Many R users may have heard this morning that Duncan Murdoch has stepped down from the R Core Team and from the R Foundation. He no longer maintains the Windows R binaries, either.
I haven’t had much interaction with Duncan on a personal basis. I think we have met only once at Interface 2012, where I complained about the old-fashioned R homepage to him. I’m definitely not the right person to summarize his enormous contributions to the R world, but after hearing that he was leaving the R Core Team, I briefly recalled what I knew about him in my mind.
If I can only mention one thing in this post, it would be R package vignettes. I mean the non-Sweave vignettes. This would not be possible without Duncan’s support and Henrik Bengtsson’s hard work. An R package vignette can be an extremely helpful (to users) and convenient (to authors) documentation format, and is a great companion to R help pages.

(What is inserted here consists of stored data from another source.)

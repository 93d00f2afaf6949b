//! Greedy, order-preserving partition of image parts into budget-bounded
//! batches, chained against a running composite.

use mosaic_contracts::parts::ImagePart;
use tracing::debug;

use crate::error::StitchError;
use crate::payload::measure;

#[derive(Debug, Clone, Copy, PartialEq, Eq)]
pub struct BatchPlan {
    /// Number of leading images of `remaining` that go into this batch.
    pub len: usize,
    /// Measured request size of those images plus the composite.
    pub payload_bytes: usize,
}

/// Takes the longest prefix of `remaining` whose request, together with
/// `composite`, fits in `budget_bytes`. Never skips ahead to a later, smaller
/// image. An empty `remaining` yields an empty plan; a first image that does
/// not fit alone is `ImageTooLarge` (index relative to `remaining`).
pub fn plan_next_batch(
    remaining: &[ImagePart],
    composite: Option<&ImagePart>,
    budget_bytes: usize,
) -> Result<BatchPlan, StitchError> {
    let mut plan = BatchPlan {
        len: 0,
        payload_bytes: measure(&[], composite)?,
    };
    for len in 1..=remaining.len() {
        let payload_bytes = measure(&remaining[..len], composite)?;
        if payload_bytes > budget_bytes {
            if len == 1 {
                return Err(StitchError::ImageTooLarge {
                    image_index: 0,
                    payload_bytes,
                    budget_bytes,
                    with_composite: composite.is_some(),
                });
            }
            break;
        }
        plan = BatchPlan { len, payload_bytes };
    }
    Ok(plan)
}

/// One planned batch, ready to hand to a composite source.
#[derive(Debug, Clone, Copy)]
pub struct BatchStep<'a> {
    /// 1-based.
    pub batch_index: usize,
    /// Index of `images[0]` in the full input sequence.
    pub first_image_index: usize,
    pub images: &'a [ImagePart],
    pub base: Option<&'a ImagePart>,
    pub payload_bytes: usize,
}

/// Produces the composite that stitching a batch onto its base would yield.
pub trait CompositeSource {
    fn stitch(&mut self, step: &BatchStep<'_>) -> Result<ImagePart, StitchError>;
}

/// Fold state over the input sequence: what is left, the composite carried
/// into the next batch, and how many batches were consumed so far.
#[derive(Debug, Clone)]
pub struct BatchChain<'a> {
    parts: &'a [ImagePart],
    cursor: usize,
    composite: Option<ImagePart>,
    budget_bytes: usize,
    batches: usize,
}

impl<'a> BatchChain<'a> {
    pub fn new(parts: &'a [ImagePart], budget_bytes: usize) -> Self {
        Self {
            parts,
            cursor: 0,
            composite: None,
            budget_bytes,
            batches: 0,
        }
    }

    pub fn remaining(&self) -> &'a [ImagePart] {
        let parts = self.parts;
        &parts[self.cursor..]
    }

    pub fn consumed(&self) -> usize {
        self.cursor
    }

    pub fn is_finished(&self) -> bool {
        self.cursor >= self.parts.len()
    }

    pub fn composite(&self) -> Option<&ImagePart> {
        self.composite.as_ref()
    }

    pub fn batches_consumed(&self) -> usize {
        self.batches
    }

    pub fn budget_bytes(&self) -> usize {
        self.budget_bytes
    }

    pub fn plan(&self) -> Result<BatchPlan, StitchError> {
        let plan = plan_next_batch(self.remaining(), self.composite(), self.budget_bytes).map_err(
            |err| match err {
                StitchError::ImageTooLarge {
                    image_index,
                    payload_bytes,
                    budget_bytes,
                    with_composite,
                } => StitchError::ImageTooLarge {
                    image_index: image_index + self.cursor,
                    payload_bytes,
                    budget_bytes,
                    with_composite,
                },
                other => other,
            },
        )?;
        debug!(
            batch_index = self.batches + 1,
            images = plan.len,
            payload_bytes = plan.payload_bytes,
            budget_bytes = self.budget_bytes,
            "planned batch"
        );
        Ok(plan)
    }

    pub fn step(&self, plan: BatchPlan) -> BatchStep<'_> {
        let end = (self.cursor + plan.len).min(self.parts.len());
        BatchStep {
            batch_index: self.batches + 1,
            first_image_index: self.cursor,
            images: &self.parts[self.cursor..end],
            base: self.composite.as_ref(),
            payload_bytes: plan.payload_bytes,
        }
    }

    /// Marks the planned images consumed; `composite` replaces the carried one.
    pub fn advance(&mut self, plan: BatchPlan, composite: ImagePart) {
        self.cursor = (self.cursor + plan.len).min(self.parts.len());
        self.composite = Some(composite);
        self.batches += 1;
    }

    pub fn take_composite(&mut self) -> Option<ImagePart> {
        self.composite.take()
    }

    pub fn into_composite(self) -> Option<ImagePart> {
        self.composite
    }

    /// Runs the whole fold against `source`, returning the final composite.
    pub fn run(mut self, source: &mut impl CompositeSource) -> Result<ChainOutcome, StitchError> {
        while !self.is_finished() {
            let plan = self.plan()?;
            let composite = source.stitch(&self.step(plan))?;
            self.advance(plan, composite);
        }
        let batch_count = self.batches;
        Ok(ChainOutcome {
            batch_count,
            composite: self.into_composite(),
        })
    }
}

#[derive(Debug, Clone, PartialEq)]
pub struct ChainOutcome {
    pub batch_count: usize,
    pub composite: Option<ImagePart>,
}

It was one of my most exciting moments when I learned that non-Sweave vignettes were going to be supported in R 3.0.0. I think it is fairly clear today that limiting R package authors to Sweave in vignettes was not a good idea. Not many authors actually cared to write vignettes when Sweave was the only option, since it basically means you have to write in LaTeX.
Supporting non-Sweave vignettes opened the door wide. It seems we don’t really need to persuade package authors that vignettes are important or helpful. When they realize they can write a package vignette in R Markdown, they will just write one. As of today, there have been 2475 packages with 3777 vignettes based on knitr on CRAN. There may be more vignettes not generated via knitr. Needless to say, I’m truly happy to see these numbers.
Appendix: My Bragging Rights
Duncan has submitted a few pull requests to the knitr repo on GitHub. When he reported the bug yihui/knitr#1309, I thought to myself if it was possible to get an R Core member to submit a GitHub pull request (base R is still developed in SVN). I really wanted to show that one did not have to master GIT before one can submit a pull request, because everything can be done through the GitHub web interface, and no command-line is required. And he made it, and again, and again.
I guess stepping down from R Core does not mean Duncan is leaving the R community, so I’m looking forward to his continued contributions in the future. Thanks for the great service and contributions over the past many years, Duncan!